If you draw random samples of size n, then as n increases, the random variable $\bar X$ which consists of sample means, tends to be normally distributed and

$\bar X \sim N\left( \mu_x, \frac{\sigma_x}{\sqrt{n}} \right) $

The central limit theorem for sample means says that if you repeatedly draw samples of a given size (such as repeatedly rolling ten dice) and calculate their means, those means tend to follow a normal distribution (the sampling distribution). As sample sizes increase, the distribution of means more closely follows the normal distribution. The normal distribution has the same mean as the original distribution and a variance that equals the original variance divided by the sample size. Standard deviation is the square root of variance, so the standard deviation of the sampling distribution is the standard deviation of the original distribution divided by the square root of n. The variable n is the number of values that are averaged together, not the number of times the experiment is done.

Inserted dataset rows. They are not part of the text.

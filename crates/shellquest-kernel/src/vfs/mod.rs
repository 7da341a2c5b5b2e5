//! Virtual Filesystem (VFS) for ShellQuest.
//!
//! A single in-memory tree owned by one [`VirtualFileSystem`], plus a
//! current-working-directory pointer. Nothing here touches the real disk.
//!
//! # Design
//!
//! ```text
//! /                          # root directory
//! └── home/
//!     └── adventurer/        # starting CWD
//!         ├── notes.txt
//!         ├── tutorials/
//!         ├── forest/trail.txt
//!         └── caves/echo.txt
//! ```
//!
//! Paths are cleaned with a plain segment stack: `.` is dropped, `..` pops
//! (and is a no-op at the root). There are no symlinks, so resolution always
//! terminates in O(depth).

mod memory;
mod node;
mod seed;

pub use memory::{Resolved, VirtualFileSystem};
pub use node::FileNode;
pub use seed::{starter_layout, HOME_SEGMENTS};

use thiserror::Error;

/// Errors produced by filesystem primitives.
///
/// The interpreter renders these as plain output lines; they never escape
/// a command as a panic or a propagated error.
#[derive(Debug, Clone, PartialEq, Eq, Error)]
pub enum VfsError {
    #[error("Path not found")]
    PathNotFound,
    #[error("Not a directory")]
    NotADirectory,
    #[error("Not a file")]
    NotAFile,
    #[error("Already exists")]
    AlreadyExists,
    #[error("Not found")]
    NotFound,
    #[error("Directory not empty")]
    DirectoryNotEmpty,
    #[error("Cannot remove the current directory")]
    CurrentDirectory,
}
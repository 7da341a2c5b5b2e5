use std::collections::HashMap;
use std::sync::{Mutex, PoisonError};

use super::{KeyValueStore, StoreError};

/// In-memory store. Contents vanish with the value.
#[derive(Debug, Default)]
pub struct MemoryStore {
    entries: Mutex<HashMap<String, String>>,
}

impl MemoryStore {
    pub fn new() -> Self {
        Self::default()
    }
}

impl KeyValueStore for MemoryStore {
    fn get(&self, key: &str) -> Result<Option<String>, StoreError> {
        let entries = self.entries.lock().unwrap_or_else(PoisonError::into_inner);
        Ok(entries.get(key).cloned())
    }

    fn set(&self, key: &str, value: &str) -> Result<(), StoreError> {
        let mut entries = self.entries.lock().unwrap_or_else(PoisonError::into_inner);
        entries.insert(key.to_string(), value.to_string());
        Ok(())
    }

    fn remove(&self, key: &str) -> Result<(), StoreError> {
        let mut entries = self.entries.lock().unwrap_or_else(PoisonError::into_inner);
        entries.remove(key);
        Ok(())
    }
}
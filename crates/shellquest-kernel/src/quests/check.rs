//! Quest success predicates.

use std::collections::VecDeque;

use crate::progression::CommandLogEntry;
use crate::vfs::{FileNode, VirtualFileSystem};

/// What a quest checks for.
///
/// Filesystem paths are resolved like any command argument: relative to
/// the CWD at evaluation time, or absolute.
#[derive(Debug, Clone, Copy, PartialEq, Eq)]
pub enum QuestCheck {
    /// Some logged command starts with this text.
    CommandUsed(&'static str),
    /// Some single logged command contains every fragment.
    CommandContains(&'static [&'static str]),
    /// Some logged output mentions this path.
    PathVisited(&'static str),
    NodeExists(&'static str),
    NodeAbsent(&'static str),
    /// A file exists at `path` and its content contains `needle`.
    FileContains {
        path: &'static str,
        needle: &'static str,
    },
    All(&'static [QuestCheck]),
}

/// Read-only evidence a check runs against.
#[derive(Debug, Clone, Copy)]
pub struct QuestView<'a> {
    pub log: &'a VecDeque<CommandLogEntry>,
    pub vfs: &'a VirtualFileSystem,
}

impl QuestCheck {
    pub fn is_satisfied(&self, view: &QuestView<'_>) -> bool {
        match *self {
            QuestCheck::CommandUsed(prefix) => {
                view.log.iter().any(|e| e.command.starts_with(prefix))
            }
            QuestCheck::CommandContains(fragments) => view
                .log
                .iter()
                .any(|e| fragments.iter().all(|f| e.command.contains(f))),
            QuestCheck::PathVisited(path) => view.log.iter().any(|e| e.output.contains(path)),
            QuestCheck::NodeExists(path) => view.vfs.resolve(path).node.is_some(),
            QuestCheck::NodeAbsent(path) => view.vfs.resolve(path).node.is_none(),
            QuestCheck::FileContains { path, needle } => view
                .vfs
                .resolve(path)
                .node
                .and_then(FileNode::content)
                .is_some_and(|content| content.contains(needle)),
            QuestCheck::All(checks) => checks.iter().all(|c| c.is_satisfied(view)),
        }
    }
}

#[cfg(test)]
mod tests {
    use super::*;
    use crate::progression::ProgressionState;

    fn logged(commands: &[(&str, &str)]) -> ProgressionState {
        let mut state = ProgressionState::default();
        for (command, output) in commands {
            state.log_command(command, output, chrono::Utc::now());
        }
        state
    }

    #[test]
    fn test_command_used_is_prefix() {
        let state = logged(&[("cat notes.txt", "Welcome to ShellQuest!")]);
        let vfs = VirtualFileSystem::new();
        let view = QuestView {
            log: &state.command_log,
            vfs: &vfs,
        };
        assert!(QuestCheck::CommandUsed("cat notes").is_satisfied(&view));
        assert!(!QuestCheck::CommandUsed("notes").is_satisfied(&view));
    }

    #[test]
    fn test_command_contains_needs_one_entry() {
        let state = logged(&[("ls", ""), ("grep txt notes.txt", "")]);
        let vfs = VirtualFileSystem::new();
        let view = QuestView {
            log: &state.command_log,
            vfs: &vfs,
        };
        assert!(!QuestCheck::CommandContains(&["ls", "|", "grep"]).is_satisfied(&view));

        let state = logged(&[("ls | grep txt", "notes.txt")]);
        let view = QuestView {
            log: &state.command_log,
            vfs: &vfs,
        };
        assert!(QuestCheck::CommandContains(&["ls", "|", "grep"]).is_satisfied(&view));
    }

    #[test]
    fn test_path_visited_reads_output() {
        let state = logged(&[("cd tutorials", "/home/adventurer/tutorials")]);
        let vfs = VirtualFileSystem::new();
        let view = QuestView {
            log: &state.command_log,
            vfs: &vfs,
        };
        assert!(QuestCheck::PathVisited("/home/adventurer/tutorials").is_satisfied(&view));
    }

    #[test]
    fn test_filesystem_checks() {
        let state = ProgressionState::default();
        let mut vfs = VirtualFileSystem::new();
        vfs.mkdir("camp").unwrap();
        vfs.echo("gather wood", "camp/todo.txt").unwrap();
        let view = QuestView {
            log: &state.command_log,
            vfs: &vfs,
        };
        assert!(QuestCheck::NodeExists("camp").is_satisfied(&view));
        assert!(QuestCheck::NodeAbsent("travel.log").is_satisfied(&view));
        assert!(QuestCheck::FileContains {
            path: "/home/adventurer/camp/todo.txt",
            needle: "gather",
        }
        .is_satisfied(&view));
        assert!(!QuestCheck::FileContains {
            path: "camp",
            needle: "",
        }
        .is_satisfied(&view));
    }

    #[test]
    fn test_all_requires_every_check() {
        let state = logged(&[("rm travel.log", "Removed travel.log")]);
        let vfs = VirtualFileSystem::new();
        let view = QuestView {
            log: &state.command_log,
            vfs: &vfs,
        };
        let check = QuestCheck::All(&[
            QuestCheck::CommandContains(&["rm", "travel.log"]),
            QuestCheck::NodeAbsent("travel.log"),
        ]);
        assert!(check.is_satisfied(&view));
        assert!(!QuestCheck::All(&[QuestCheck::NodeAbsent("notes.txt")]).is_satisfied(&view));
    }
}
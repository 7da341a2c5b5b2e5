use std::collections::BTreeMap;
use std::sync::atomic::{AtomicBool, Ordering};
use std::sync::Arc;

use async_trait::async_trait;
use tracing::debug;
use uuid::Uuid;

use super::{SaveRecord, SaveSync, SyncError};
use crate::account::{AccountError, Profile, ProfileService, normalize_username};
use crate::store::{KeyValueStore, StoreError};

const PROFILES_KEY: &str = "remote-profiles";

fn save_key(profile_id: &str) -> String {
    format!("remote-save-{profile_id}")
}

/// A "cloud" living in any [`KeyValueStore`].
///
/// Profiles are one JSON map (username → profile); each profile's save is a
/// separate key. Point two kernels at the same directory store and they
/// behave like two devices sharing a backend. [`StoreRemote::set_online`]
/// simulates outages.
pub struct StoreRemote {
    store: Arc<dyn KeyValueStore>,
    online: AtomicBool,
}

impl std::fmt::Debug for StoreRemote {
    fn fmt(&self, f: &mut std::fmt::Formatter<'_>) -> std::fmt::Result {
        f.debug_struct("StoreRemote")
            .field("online", &self.is_online())
            .finish_non_exhaustive()
    }
}

impl StoreRemote {
    pub fn new(store: Arc<dyn KeyValueStore>) -> Self {
        Self {
            store,
            online: AtomicBool::new(true),
        }
    }

    pub fn set_online(&self, online: bool) {
        self.online.store(online, Ordering::SeqCst);
    }

    pub fn is_online(&self) -> bool {
        self.online.load(Ordering::SeqCst)
    }

    fn ensure_online(&self) -> Result<(), SyncError> {
        if self.is_online() {
            Ok(())
        } else {
            Err(SyncError::Failed("remote offline".into()))
        }
    }

    fn profiles(&self) -> Result<BTreeMap<String, Profile>, StoreError> {
        match self.store.get(PROFILES_KEY)? {
            Some(raw) => serde_json::from_str(&raw).map_err(|source| StoreError::ParseFailure {
                key: PROFILES_KEY.to_string(),
                source,
            }),
            None => Ok(BTreeMap::new()),
        }
    }
}

#[async_trait]
impl ProfileService for StoreRemote {
    async fn create_profile(&self, username: &str) -> Result<Profile, AccountError> {
        self.ensure_online()?;
        let username = normalize_username(username);
        let mut profiles = self.profiles()?;
        if profiles.contains_key(&username) {
            return Err(AccountError::UsernameTaken(username));
        }

        let profile = Profile {
            id: Uuid::new_v4().to_string(),
            username: username.clone(),
        };
        profiles.insert(username, profile.clone());
        let raw = serde_json::to_string(&profiles).map_err(|source| StoreError::ParseFailure {
            key: PROFILES_KEY.to_string(),
            source,
        })?;
        self.store.set(PROFILES_KEY, &raw)?;
        debug!(id = %profile.id, "remote profile created");
        Ok(profile)
    }

    async fn fetch_profile(&self, username: &str) -> Result<Option<Profile>, AccountError> {
        self.ensure_online()?;
        Ok(self.profiles()?.remove(&normalize_username(username)))
    }
}

#[async_trait]
impl SaveSync for StoreRemote {
    async fn fetch(&self, profile_id: &str) -> Result<Option<SaveRecord>, SyncError> {
        self.ensure_online()?;
        let key = save_key(profile_id);
        let Some(raw) = self.store.get(&key)? else {
            return Ok(None);
        };
        let record = serde_json::from_str(&raw)
            .map_err(|source| SyncError::Local(StoreError::ParseFailure { key, source }))?;
        Ok(Some(record))
    }

    async fn upsert(&self, profile_id: &str, record: &SaveRecord) -> Result<(), SyncError> {
        self.ensure_online()?;
        let key = save_key(profile_id);
        let raw = serde_json::to_string(record).map_err(|source| StoreError::ParseFailure {
            key: key.clone(),
            source,
        })?;
        self.store.set(&key, &raw)?;
        Ok(())
    }
}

To put it more formally, if you draw random samples of size n, the distribution of the random variable $\bar X$, which consists of sample means, is called the sampling distribution of the mean. The sampling distribution of the mean approaches a normal distribution as n, the sample size, increases.

The random variable $\bar X$ has a different z-score associated with it from that of the random variable $X$. The mean $\bar x$ is the value of $\bar X$ in one sample.

$$z=\frac{\bar x -\mu_x}{\sigma_x/\sqrt{n}}$$

When there is not too much confusion that would be introduced, the subscripts can be omitted for ease of reading:

$$z=\frac{\bar x -\mu}{\sigma/\sqrt{n}}$$

$\mu_x$ is the average of both $X$ and $\bar X$. $\bar{X}$

$$\sigma_{\bar x}=\frac{\sigma_x}{\sqrt{n}}$$ is the standard deviation of $\bar X$ and is called the standard error of the mean.

Example 6.1

An unknown distribution has a mean of 90 and a standard deviation of 15. Samples of size n = 25 are drawn randomly from the population.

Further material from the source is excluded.